Considering that web traffic is proxied to the primary, the behavior of the secondary sites differs when the primary
site is inaccessible:

- UI and API traffic return the same errors as the primary (or fail if the primary is not accessible at all), since they are proxied.
- For repositories that already exist on the specific secondary site being accessed, Git read operations still work as expected,
  including authentication through HTTP(s) or SSH.
- Git operations for repositories that are not replicated to the secondary site return the same errors
  as the primary site, since they are proxied.
- All Git write operations return the same errors as the primary site, since they are proxied.

## Features accelerated by secondary Geo sites

Most HTTP traffic sent to a secondary Geo site can be proxied to the primary Geo site. With this architecture,
secondary Geo sites are able to support write requests. Certain **read** requests are handled locally by secondary
sites for improved latency and bandwidth nearby. All write requests are proxied to the primary site.

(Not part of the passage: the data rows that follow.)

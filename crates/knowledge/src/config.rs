//! Knowledge base configuration management.

use crate::types::KnowledgeBaseConfig;
use sage_core::{AppError, AppResult};
use std::fs;
use std::path::{Path, PathBuf};

/// Load knowledge base configuration.
///
/// Loads from `.sage/knowledge/<base>/config.yaml` if it exists,
/// otherwise returns a default config with the provided base name.
pub fn load_config(workspace: &Path, base_name: &str) -> AppResult<KnowledgeBaseConfig> {
    let config_path = get_config_path(workspace, base_name);

    if !config_path.exists() {
        tracing::debug!(
            "Using default knowledge base config for '{}' (no config file found)",
            base_name
        );
        return Ok(KnowledgeBaseConfig {
            name: base_name.to_string(),
            ..Default::default()
        });
    }

    let content = fs::read_to_string(&config_path).map_err(|e| {
        AppError::Knowledge(format!("Failed to read config at {:?}: {}", config_path, e))
    })?;

    let mut config: KnowledgeBaseConfig = serde_yaml::from_str(&content).map_err(|e| {
        AppError::Knowledge(format!("Failed to parse config at {:?}: {}", config_path, e))
    })?;

    // The directory name is authoritative
    config.name = base_name.to_string();

    if config.chunk_overlap >= config.chunk_size {
        return Err(AppError::Knowledge(format!(
            "chunk_overlap ({}) must be smaller than chunk_size ({})",
            config.chunk_overlap, config.chunk_size
        )));
    }

    tracing::debug!("Loaded knowledge base config for '{}'", base_name);
    Ok(config)
}

/// Save knowledge base configuration.
pub fn save_config(workspace: &Path, config: &KnowledgeBaseConfig) -> AppResult<()> {
    let config_path = get_config_path(workspace, &config.name);

    if let Some(parent) = config_path.parent() {
        fs::create_dir_all(parent).map_err(|e| {
            AppError::Knowledge(format!("Failed to create config directory: {}", e))
        })?;
    }

    let yaml = serde_yaml::to_string(config)
        .map_err(|e| AppError::Knowledge(format!("Failed to serialize config: {}", e)))?;

    fs::write(&config_path, yaml).map_err(|e| {
        AppError::Knowledge(format!("Failed to write config to {:?}: {}", config_path, e))
    })?;

    tracing::debug!("Saved knowledge base config for '{}'", config.name);
    Ok(())
}

/// Get the base directory for a knowledge base.
pub fn get_base_dir(workspace: &Path, base_name: &str) -> PathBuf {
    workspace.join(".sage").join("knowledge").join(base_name)
}

/// Get the path to a base's config file.
pub fn get_config_path(workspace: &Path, base_name: &str) -> PathBuf {
    get_base_dir(workspace, base_name).join("config.yaml")
}

/// Get the SQLite index path for a base.
pub fn get_index_path(workspace: &Path, base_name: &str) -> PathBuf {
    get_base_dir(workspace, base_name).join("index.sqlite")
}

#[cfg(test)]
mod tests {
    use super::*;
    use tempfile::TempDir;

    #[test]
    fn test_load_default_config() {
        let temp = TempDir::new().unwrap();
        let config = load_config(temp.path(), "test-base").unwrap();

        assert_eq!(config.name, "test-base");
        assert_eq!(config.provider, "trigram");
        assert_eq!(config.chunk_size, 1000);
        assert_eq!(config.chunk_overlap, 200);
    }

    #[test]
    fn test_save_and_load_config() {
        let temp = TempDir::new().unwrap();
        let config = KnowledgeBaseConfig {
            name: "my-base".to_string(),
            chunk_size: 500,
            chunk_overlap: 50,
            ..Default::default()
        };

        save_config(temp.path(), &config).unwrap();

        let loaded = load_config(temp.path(), "my-base").unwrap();
        assert_eq!(loaded.name, "my-base");
        assert_eq!(loaded.chunk_size, 500);
        assert_eq!(loaded.chunk_overlap, 50);
    }

    #[test]
    fn test_overlap_must_be_smaller_than_chunk() {
        let temp = TempDir::new().unwrap();
        let config = KnowledgeBaseConfig {
            name: "bad".to_string(),
            chunk_size: 100,
            chunk_overlap: 100,
            ..Default::default()
        };
        save_config(temp.path(), &config).unwrap();

        assert!(load_config(temp.path(), "bad").is_err());
    }

    #[test]
    fn test_paths_live_under_sage_dir() {
        let path = get_index_path(Path::new("/ws"), "docs");
        assert_eq!(path, PathBuf::from("/ws/.sage/knowledge/docs/index.sqlite"));
    }
}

The following table details the components currently tested through the Geo secondary site Workhorse proxy.
It does not cover all data types, more will be added in the future as they are tested.

| Feature / component                                 | Accelerated reads?     |
|:----------------------------------------------------|:-----------------------|
| Project, wiki, design repository (using the web UI) | **{dotted-circle}** No |
| Project, wiki repository (using Git)                | **{check-circle}** Yes <sup>1</sup> |
| Project, Personal Snippet (using the web UI)        | **{dotted-circle}** No |
| Project, Personal Snippet (using Git)               | **{check-circle}** Yes <sup>1</sup> |
| Group wiki repository (using the web UI)            | **{dotted-circle}** No |
| Group wiki repository (using Git)                   | **{check-circle}** Yes <sup>1</sup> |
| User uploads                                        | **{dotted-circle}** No |
| LFS objects (using the web UI)                      | **{dotted-circle}** No |
| LFS objects (using Git)                             | **{check-circle}** Yes |
| Pages                                               | **{dotted-circle}** No <sup>2</sup> |
| Advanced search (using the web UI)                  | **{dotted-circle}** No |

1. Git reads are served from the local secondary while pushes get proxied to the primary.
   Selective sync or cases where repositories don't exist locally on the Geo secondary throw a "not found" error.
1. Pages can use the same URL (without access control), but must be configured separately and are not proxied.